===== Source data
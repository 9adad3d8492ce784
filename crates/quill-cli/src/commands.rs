//! Command handlers.

use std::path::PathBuf;

use anyhow::Context;

use quill_core::backup::BackupFile;
use quill_core::session::{ConflictResolution, Session, SyncOutcome};
use quill_core::SessionConfig;

use crate::cli::ResolveSide;
use crate::helpers;
use crate::output;

/// Resolve the data directory: flag, env (via clap), or platform default.
pub fn data_dir(flag: Option<&str>) -> anyhow::Result<PathBuf> {
    if let Some(dir) = flag {
        return Ok(PathBuf::from(dir));
    }
    let base = dirs::data_dir().context("Could not determine a data directory; pass --data-dir")?;
    Ok(base.join("quill"))
}

pub fn open_session(flag: Option<&str>) -> anyhow::Result<Session> {
    let dir = data_dir(flag)?;
    tracing::debug!(path = %dir.display(), "opening session");
    let session = Session::open(&dir, SessionConfig::default())?;
    if session.status().degraded_storage {
        output::warning("primary note database unavailable; using the key-value fallback");
    }
    Ok(session)
}

/// Unlock an already-initialized session, prompting for the passphrase.
async fn unlock(session: &Session) -> anyhow::Result<()> {
    if !session.is_initialized() {
        anyhow::bail!("No passphrase configured. Run `quill init` first.");
    }
    let passphrase = helpers::prompt_passphrase()?;
    session.unlock(&passphrase).await?;
    Ok(())
}

pub async fn init(session: &Session) -> anyhow::Result<()> {
    if session.is_initialized() {
        anyhow::bail!("Already initialized. Use `quill rotate` to change the passphrase.");
    }
    let passphrase = helpers::prompt_new_passphrase("Enter passphrase")?;
    session.setup(&passphrase, &passphrase).await?;
    output::success("Encrypted note store created.");
    Ok(())
}

pub async fn list(session: &Session) -> anyhow::Result<()> {
    unlock(session).await?;
    output::print_note_list(&session.notes()?);
    Ok(())
}

pub async fn add(session: &Session, title: &str, content: Option<&str>) -> anyhow::Result<()> {
    unlock(session).await?;
    let content = match content {
        Some(content) => content.to_string(),
        None => helpers::read_stdin_content()?,
    };
    let note = session.create_note(title, &content).await?;
    output::success(&format!("Added note {}", &note.id.to_string()[..8]));
    Ok(())
}

pub async fn show(session: &Session, raw_id: &str) -> anyhow::Result<()> {
    unlock(session).await?;
    let notes = session.notes()?;
    let id = helpers::resolve_note_id(&notes, raw_id)?;
    output::print_note(&session.note(id)?);
    Ok(())
}

pub async fn edit(
    session: &Session,
    raw_id: &str,
    title: Option<&str>,
    content: Option<&str>,
) -> anyhow::Result<()> {
    unlock(session).await?;
    let notes = session.notes()?;
    let id = helpers::resolve_note_id(&notes, raw_id)?;
    let current = session.note(id)?;
    let title = title.unwrap_or(&current.title);
    let content = content.unwrap_or(&current.content);
    session.update_note(id, title, content).await?;
    output::success("Note updated.");
    Ok(())
}

pub async fn delete(session: &Session, raw_id: &str) -> anyhow::Result<()> {
    unlock(session).await?;
    let notes = session.notes()?;
    let id = helpers::resolve_note_id(&notes, raw_id)?;
    session.delete_note(id).await?;
    output::success("Note deleted. It disappears everywhere on the next sync.");
    Ok(())
}

pub async fn sync(session: &Session, endpoint: Option<&str>) -> anyhow::Result<()> {
    if let Some(endpoint) = endpoint {
        session.set_endpoint(endpoint)?;
    }
    unlock(session).await?;
    match session.sync().await? {
        SyncOutcome::Pushed => output::success("Synced. Local changes pushed."),
        SyncOutcome::FastForwarded => output::success("Synced. Updated to the server version."),
        SyncOutcome::Merged { conflicts } => output::print_conflicts(&conflicts),
    }
    Ok(())
}

pub async fn resolve(session: &Session, side: ResolveSide) -> anyhow::Result<()> {
    unlock(session).await?;
    let resolution = match side {
        ResolveSide::Local => ConflictResolution::KeepLocal,
        ResolveSide::Server => ConflictResolution::KeepServer,
    };
    session.resolve_conflict(resolution).await?;
    match resolution {
        ConflictResolution::KeepLocal => {
            output::success("Kept the local version. Sync again to push it.")
        }
        ConflictResolution::KeepServer => output::success("Kept the server version."),
    }
    Ok(())
}

pub async fn rotate(session: &Session) -> anyhow::Result<()> {
    unlock(session).await?;
    let current = helpers::prompt_passphrase()?;
    let next = helpers::prompt_new_passphrase("New passphrase")?;
    session.rotate(&current, &next, &next).await?;
    output::success("Passphrase changed and data re-encrypted. Export a fresh backup.");
    Ok(())
}

pub async fn export(session: &Session, path: &str) -> anyhow::Result<()> {
    let backup = session.export_backup().await?;
    std::fs::write(path, backup.to_json()?)
        .with_context(|| format!("Failed to write backup to {}", path))?;
    output::success(&format!("Encrypted backup written to {}", path));
    Ok(())
}

pub async fn import(session: &Session, path: &str, yes: bool) -> anyhow::Result<()> {
    let raw = std::fs::read_to_string(path)
        .with_context(|| format!("Failed to read backup from {}", path))?;
    let backup = BackupFile::parse(&raw)?;

    if !yes
        && !helpers::confirm("Importing this backup replaces your local encrypted notes. Continue?")?
    {
        println!("Import canceled.");
        return Ok(());
    }

    session.import_backup(&backup).await?;
    output::success("Backup imported. Unlock with its passphrase to access notes.");
    Ok(())
}

pub async fn wipe(session: &Session, yes: bool) -> anyhow::Result<()> {
    if !yes
        && !helpers::confirm(
            "This permanently erases all local notes, passphrase setup, and sync metadata. Continue?",
        )?
    {
        println!("Wipe canceled.");
        return Ok(());
    }
    session.wipe().await?;
    output::success("Local data wiped. Run `quill init` to start over.");
    Ok(())
}

pub fn status(session: &Session) -> anyhow::Result<()> {
    output::print_status(&session.status());
    Ok(())
}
==========
Retype exactly the lines above, from the one with "changed and data" through the one with "to read backup", inclusive.

    output::success("Passphrase changed and data re-encrypted. Export a fresh backup.");
    Ok(())
}

pub async fn export(session: &Session, path: &str) -> anyhow::Result<()> {
    let backup = session.export_backup().await?;
    std::fs::write(path, backup.to_json()?)
        .with_context(|| format!("Failed to write backup to {}", path))?;
    output::success(&format!("Encrypted backup written to {}", path));
    Ok(())
}

pub async fn import(session: &Session, path: &str, yes: bool) -> anyhow::Result<()> {
    let raw = std::fs::read_to_string(path)
        .with_context(|| format!("Failed to read backup from {}", path))?;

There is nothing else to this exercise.